Govt officers directed to declare assets by September under IMF conditions: report

Pakistan to introduce digital portal for asset declarations as part of loan talks

Government officials in Pakistan have been instructed to declare their assets by September 2025, in line with International Monetary Fund (IMF) requirements, ARY News reported this, citing sources. 

As per reports, Pakistani authorities will submit a draft framework for asset declarations to the IMF, while also planning to launch a digital portal to facilitate compliance. 

The measure aligns with broader discussions on economic reforms, including external financing, the operationalisation of the Tax Policy Unit, inflation comparisons with regional countries, and national accounts, according to the Finance Ministry.

The IMF review mission, currently in Islamabad, is assessing Pakistan’s economic performance from July to December 2024 to determine eligibility for the second loan tranche under a $7 billion Extended Fund Facility (EFF). 

The draft framework for asset declarations is expected to be finalised in ongoing talks and shared with the IMF.

Meanwhile, the IMF has urged Pakistan to meet its revenue targets for the next fiscal quarter, with sources indicating that the lender has ruled out any room for a revenue shortfall. 

However, The Express Tribune reported that the IMF is considering lowering Pakistan’s tax collection target to below Rs12.5 trillion due to slowing economic activity and a revenue shortfall in the first eight months of the fiscal year.

According to the report, during Wednesday’s discussions on budget performance, revenue collection, and external financing, the IMF and Pakistani authorities explored revising the FBR’s target to between Rs12.3 trillion and Rs12.5 trillion. The FBR proposed a Rs579 billion cut, but the IMF is inclined towards a Rs435 billion reduction.
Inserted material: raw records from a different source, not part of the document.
//! Merge per-subject IMU exports into one training table per class.
//!
//! Input layout: `<root>/sub*/<Falls|ADLs>/*.xlsx`, one workbook per trial
//! whose first sheet carries the full sensor header set. Only the sternum
//! sensor is kept and the merged tables are written as CSV.

use std::path::{Path, PathBuf};

use calamine::{open_workbook, Data, Range, Reader, Xlsx};
use serde::Serialize;

use crate::error::PipelineError;

/// Sternum columns in output order: accX, accY, accZ, gyroX, gyroY, gyroZ.
pub const STERNUM_COLUMNS: [&str; 6] = [
    "sternum Acceleration X (m/s^2)",
    "sternum Acceleration Y (m/s^2)",
    "sternum Acceleration Z (m/s^2)",
    "sternum Angular Velocity X (rad/s)",
    "sternum Angular Velocity Y (rad/s)",
    "sternum Angular Velocity Z (rad/s)",
];

pub const RAD_TO_DEG: f64 = 57.2958;

/// Activity folder and the label its rows receive.
#[derive(Debug, Clone, Copy, PartialEq, Eq)]
pub enum ImuCategory {
    Falls,
    Adls,
}

impl ImuCategory {
    pub fn folder(self) -> &'static str {
        match self {
            Self::Falls => "Falls",
            Self::Adls => "ADLs",
        }
    }

    pub fn label(self) -> i64 {
        match self {
            Self::Falls => 1,
            Self::Adls => 0,
        }
    }

    pub fn output_file(self) -> &'static str {
        match self {
            Self::Falls => "training_falls.csv",
            Self::Adls => "training_adls.csv",
        }
    }
}

/// One output row.
#[derive(Debug, Clone, PartialEq, Serialize)]
pub struct ImuRow {
    #[serde(rename = "accX")]
    pub acc_x: f64,
    #[serde(rename = "accY")]
    pub acc_y: f64,
    #[serde(rename = "accZ")]
    pub acc_z: f64,
    #[serde(rename = "gyroX")]
    pub gyro_x: f64,
    #[serde(rename = "gyroY")]
    pub gyro_y: f64,
    #[serde(rename = "gyroZ")]
    pub gyro_z: f64,
    pub label: i64,
}

/// Outcome of merging one category.
#[derive(Debug, Clone, Default, PartialEq, Eq)]
pub struct MergeSummary {
    pub files_found: usize,
    pub files_merged: usize,
    pub rows: usize,
    /// `None` when nothing was merged and no file was written.
    pub output: Option<PathBuf>,
}

/// Workbooks for a category across all subjects, sorted.
pub fn find_category_files(root: &Path, category: ImuCategory) -> Result<Vec<PathBuf>, PipelineError> {
    let mut files = Vec::new();
    for subject in std::fs::read_dir(root)? {
        let subject = subject?;
        if !subject.file_type()?.is_dir() || !subject.file_name().to_string_lossy().starts_with("sub") {
            continue;
        }
        let folder = subject.path().join(category.folder());
        if !folder.is_dir() {
            continue;
        }
        for entry in std::fs::read_dir(&folder)? {
            let path = entry?.path();
            if path.extension().is_some_and(|e| e.eq_ignore_ascii_case("xlsx")) {
                files.push(path);
            }
        }
    }
    files.sort();
    Ok(files)
}

/// Read the first sheet of one workbook. Returns `Ok(None)` when a sternum
/// column is missing.
pub fn read_export(path: &Path, label: i64) -> Result<Option<Vec<ImuRow>>, PipelineError> {
    let mut workbook: Xlsx<_> = open_workbook(path)?;
    let sheet = workbook.worksheet_range_at(0).ok_or_else(|| PipelineError::Parse {
        path: path.to_path_buf(),
        message: "workbook has no sheets".to_string(),
    })??;
    sheet_rows(&sheet, label).map_err(|message| PipelineError::Parse {
        path: path.to_path_buf(),
        message,
    })
}

/// Map a sheet whose first row is the header onto output rows.
///
/// Empty trailing rows are ignored; any other non-numeric sternum cell is an
/// error naming its 1-based spreadsheet row.
pub fn sheet_rows(sheet: &Range<Data>, label: i64) -> Result<Option<Vec<ImuRow>>, String> {
    let mut rows_iter = sheet.rows();
    let Some(headers) = rows_iter.next() else {
        return Ok(None);
    };

    let mut indices = [0usize; 6];
    for (slot, name) in indices.iter_mut().zip(STERNUM_COLUMNS) {
        let found = headers
            .iter()
            .position(|h| matches!(h, Data::String(s) if s.trim() == name));
        match found {
            Some(i) => *slot = i,
            None => return Ok(None),
        }
    }

    let mut rows = Vec::new();
    for (line, record) in rows_iter.enumerate() {
        if record.iter().all(|c| matches!(c, Data::Empty)) {
            continue;
        }
        let mut values = [0.0f64; 6];
        for (value, &i) in values.iter_mut().zip(&indices) {
            let cell = record.get(i).unwrap_or(&Data::Empty);
            *value = cell_number(cell)
                .ok_or_else(|| format!("row {}: invalid number '{cell}'", line + 2))?;
        }
        rows.push(ImuRow {
            acc_x: values[0],
            acc_y: values[1],
            acc_z: values[2],
            gyro_x: values[3] * RAD_TO_DEG,
            gyro_y: values[4] * RAD_TO_DEG,
            gyro_z: values[5] * RAD_TO_DEG,
            label,
        });
    }
    Ok(Some(rows))
}

fn cell_number(cell: &Data) -> Option<f64> {
    match cell {
        Data::Float(v) => Some(*v),
        Data::Int(v) => Some(*v as f64),
        Data::String(s) => s.trim().parse().ok(),
        _ => None,
    }
}

/// Merge every export of `category` under `root` into `<out_dir>/<output_file>`.
///
/// Office lock files (`~$*`), exports without the sternum columns and
/// unreadable files are skipped.
pub fn merge_category(
    root: &Path,
    category: ImuCategory,
    out_dir: &Path,
) -> Result<MergeSummary, PipelineError> {
    let files = find_category_files(root, category)?;
    tracing::info!(category = category.folder(), files = files.len(), "Merging IMU exports");

    let mut summary = MergeSummary {
        files_found: files.len(),
        ..Default::default()
    };
    let mut rows = Vec::new();

    for path in &files {
        let name = path.file_name().map(|n| n.to_string_lossy()).unwrap_or_default();
        if name.starts_with("~$") {
            continue;
        }
        match read_export(path, category.label()) {
            Ok(Some(mut file_rows)) => {
                rows.append(&mut file_rows);
                summary.files_merged += 1;
                if summary.files_merged % 50 == 0 {
                    tracing::info!(merged = summary.files_merged, "Merge progress");
                }
            }
            Ok(None) => {
                tracing::debug!(path = %path.display(), "Missing sternum columns, skipping");
            }
            Err(e) => {
                tracing::warn!(path = %path.display(), error = %e, "Failed to read export");
            }
        }
    }

    summary.rows = rows.len();
    if rows.is_empty() {
        return Ok(summary);
    }

    std::fs::create_dir_all(out_dir)?;
    let output = out_dir.join(category.output_file());
    write_rows(&output, &rows)?;

    tracing::info!(path = %output.display(), rows = summary.rows, "Wrote merged table");
    summary.output = Some(output);
    Ok(summary)
}

/// Write merged rows as a CSV table with an `accX,...,label` header.
pub fn write_rows(path: &Path, rows: &[ImuRow]) -> Result<(), PipelineError> {
    let mut writer = csv::Writer::from_path(path)?;
    for row in rows {
        writer.serialize(row)?;
    }
    writer.flush()?;
    Ok(())
}
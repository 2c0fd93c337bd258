//! Representative photos from Unsplash.

use async_trait::async_trait;
use serde::Deserialize;

use crate::http::{parse_response, ClientError, DEFAULT_TIMEOUT};

const UNSPLASH_SEARCH_URL: &str = "https://api.unsplash.com/search/photos";

/// Placeholder image labelled with the upper-cased query.
pub fn placeholder_url(query: &str) -> String {
    format!(
        "https://via.placeholder.com/400x300?text={}",
        query.to_uppercase().replace(' ', "+")
    )
}

/// Finds a photo for a free-text query. Falls back to [`placeholder_url`].
#[async_trait]
pub trait PhotoLookup: Send + Sync {
    async fn photo_url(&self, query: &str) -> String;
}

#[derive(Debug, Deserialize)]
struct SearchResponse {
    #[serde(default)]
    results: Vec<PhotoResult>,
}

#[derive(Debug, Deserialize)]
struct PhotoResult {
    urls: PhotoUrls,
}

#[derive(Debug, Deserialize)]
struct PhotoUrls {
    regular: String,
}

/// Unsplash search client. Without an access key every lookup returns the
/// placeholder.
pub struct UnsplashClient {
    client: reqwest::Client,
    access_key: Option<String>,
    base_url: String,
}

impl UnsplashClient {
    pub fn new(client: reqwest::Client, access_key: Option<String>) -> Self {
        Self {
            client,
            access_key: access_key.filter(|k| !k.is_empty()),
            base_url: UNSPLASH_SEARCH_URL.to_string(),
        }
    }

    pub fn with_base_url(mut self, base_url: impl Into<String>) -> Self {
        self.base_url = base_url.into();
        self
    }

    async fn fetch(&self, access_key: &str, query: &str) -> Result<Option<String>, ClientError> {
        let response = self
            .client
            .get(&self.base_url)
            .query(&[("query", query), ("per_page", "1"), ("client_id", access_key)])
            .timeout(DEFAULT_TIMEOUT)
            .send()
            .await?;

        let body: SearchResponse = parse_response(response).await?;
        Ok(body.results.into_iter().next().map(|r| r.urls.regular))
    }
}

#[async_trait]
impl PhotoLookup for UnsplashClient {
    async fn photo_url(&self, query: &str) -> String {
        let Some(access_key) = self.access_key.as_deref() else {
            return placeholder_url(query);
        };

        match self.fetch(access_key, query).await {
            Ok(Some(url)) => url,
            Ok(None) => placeholder_url(query),
            Err(e) => {
                tracing::warn!(error = %e, query, "Photo lookup failed");
                placeholder_url(query)
            }
        }
    }
}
On Wednesday, it also emerged in local media that the government was considering additional fiscal measures, including spending cuts and stricter revenue enforcement, to address a Rs600 billion budget shortfall before securing the next $1.1 billion disbursement.

Meanwhile, Auditor General of Pakistan (AGP) Ajmal Gondal informed the Public Accounts Committee (PAC) that the IMF has raised serious concerns over delays in the audit process of state institutions, with nearly 600,000 audit paras related to various ministries and institutions still pending.